Saved entries
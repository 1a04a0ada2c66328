use axum::{body::Body, extract::Request, middleware::Next, response::Response};

use crate::shared::error::ApiError;

/// Middleware for the integration endpoints: requires a valid bearer JWT
/// carrying the admin capability.
pub async fn require_admin(mut req: Request<Body>, next: Next) -> Result<Response, ApiError> {
    let auth_header = req
        .headers()
        .get("Authorization")
        .and_then(|h| h.to_str().ok())
        .ok_or(ApiError::Unauthorized)?;

    let token = auth_header
        .strip_prefix("Bearer ")
        .ok_or(ApiError::Unauthorized)?;

    let claims = super::jwt::validate_token(token).map_err(|_| ApiError::Unauthorized)?;

    if !claims.is_admin {
        return Err(ApiError::PermissionDenied);
    }

    // Make the caller identity available to handlers via the extractor
    req.extensions_mut().insert(claims);

    Ok(next.run(req).await)
}

#[cfg(test)]
mod tests {
    use super::require_admin;
    use axum::body::Body;
    use axum::http::{Request, StatusCode};
    use axum::{middleware, routing::get, Router};
    use contracts::system::auth::TokenClaims;
    use jsonwebtoken::{encode, EncodingKey, Header};
    use tower::ServiceExt;

    const SECRET: &str = "gate-test-secret";

    fn bearer(is_admin: bool) -> String {
        let now = chrono::Utc::now().timestamp() as usize;
        let claims = TokenClaims {
            sub: "u1".into(),
            username: "ops".into(),
            is_admin,
            exp: now + 3600,
            iat: now,
        };
        let token = encode(
            &Header::default(),
            &claims,
            &EncodingKey::from_secret(SECRET.as_bytes()),
        )
        .unwrap();
        format!("Bearer {}", token)
    }

    fn gated_app() -> Router {
        Router::new()
            .route("/guarded", get(|| async { "ok" }))
            .layer(middleware::from_fn(require_admin))
    }

    async fn status_for(request: Request<Body>) -> StatusCode {
        gated_app().oneshot(request).await.unwrap().status()
    }

    // One sequential test: the secret is a process-global set once
    #[tokio::test]
    async fn gate_maps_token_states_to_statuses() {
        crate::system::auth::jwt::initialize_auth(SECRET.to_string()).unwrap();

        // no Authorization header at all
        let no_token = Request::builder()
            .uri("/guarded")
            .body(Body::empty())
            .unwrap();
        assert_eq!(status_for(no_token).await, StatusCode::UNAUTHORIZED);

        // header present but not a decodable token
        let garbage = Request::builder()
            .uri("/guarded")
            .header("Authorization", "Bearer not-a-jwt")
            .body(Body::empty())
            .unwrap();
        assert_eq!(status_for(garbage).await, StatusCode::UNAUTHORIZED);

        // authenticated caller without the admin capability
        let non_admin = Request::builder()
            .uri("/guarded")
            .header("Authorization", bearer(false))
            .body(Body::empty())
            .unwrap();
        assert_eq!(status_for(non_admin).await, StatusCode::FORBIDDEN);

        // admin passes through to the handler
        let admin = Request::builder()
            .uri("/guarded")
            .header("Authorization", bearer(true))
            .body(Body::empty())
            .unwrap();
        assert_eq!(status_for(admin).await, StatusCode::OK);
    }
}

▸ Problem description
Write out each entry again, leaving every word as it is.

▸ Written solution
repository 1a04a0ada2c66328
use axum::{body::Body, extract::Request, middleware::Next, response::Response};

use crate::shared::error::ApiError;

/// Middleware for the integration endpoints: requires a valid bearer JWT
/// carrying the admin capability.
pub async fn require_admin(mut req: Request<Body>, next: Next) -> Result<Response, ApiError> {
    let auth_header = req
        .headers()
        .get("Authorization")
        .and_then(|h| h.to_str().ok())
        .ok_or(ApiError::Unauthorized)?;

    let token = auth_header
        .strip_prefix("Bearer ")
        .ok_or(ApiError::Unauthorized)?;

    let claims = super::jwt::validate_token(token).map_err(|_| ApiError::Unauthorized)?;

    if !claims.is_admin {
        return Err(ApiError::PermissionDenied);
    }

    // Make the caller identity available to handlers via the extractor
    req.extensions_mut().insert(claims);

    Ok(next.run(req).await)
}

#[cfg(test)]
mod tests {
    use super::require_admin;
    use axum::body::Body;
    use axum::http::{Request, StatusCode};
    use axum::{middleware, routing::get, Router};
    use contracts::system::auth::TokenClaims;
    use jsonwebtoken::{encode, EncodingKey, Header};
    use tower::ServiceExt;

    const SECRET: &str = "gate-test-secret";

    fn bearer(is_admin: bool) -> String {
        let now = chrono::Utc::now().timestamp() as usize;
        let claims = TokenClaims {
            sub: "u1".into(),
            username: "ops".into(),
            is_admin,
            exp: now + 3600,
            iat: now,
        };
        let token = encode(
            &Header::default(),
            &claims,
            &EncodingKey::from_secret(SECRET.as_bytes()),
        )
        .unwrap();
        format!("Bearer {}", token)
    }

    fn gated_app() -> Router {
        Router::new()
            .route("/guarded", get(|| async { "ok" }))
            .layer(middleware::from_fn(require_admin))
    }

    async fn status_for(request: Request<Body>) -> StatusCode {
        gated_app().oneshot(request).await.unwrap().status()
    }

    // One sequential test: the secret is a process-global set once
    #[tokio::test]
    async fn gate_maps_token_states_to_statuses() {
        crate::system::auth::jwt::initialize_auth(SECRET.to_string()).unwrap();

        // no Authorization header at all
        let no_token = Request::builder()
            .uri("/guarded")
            .body(Body::empty())
            .unwrap();
        assert_eq!(status_for(no_token).await, StatusCode::UNAUTHORIZED);

        // header present but not a decodable token
        let garbage = Request::builder()
            .uri("/guarded")
            .header("Authorization", "Bearer not-a-jwt")
            .body(Body::empty())
            .unwrap();
        assert_eq!(status_for(garbage).await, StatusCode::UNAUTHORIZED);

        // authenticated caller without the admin capability
        let non_admin = Request::builder()
            .uri("/guarded")
            .header("Authorization", bearer(false))
            .body(Body::empty())
            .unwrap();
        assert_eq!(status_for(non_admin).await, StatusCode::FORBIDDEN);

        // admin passes through to the handler
        let admin = Request::builder()
            .uri("/guarded")
            .header("Authorization", bearer(true))
            .body(Body::empty())
            .unwrap();
        assert_eq!(status_for(admin).await, StatusCode::OK);
    }
}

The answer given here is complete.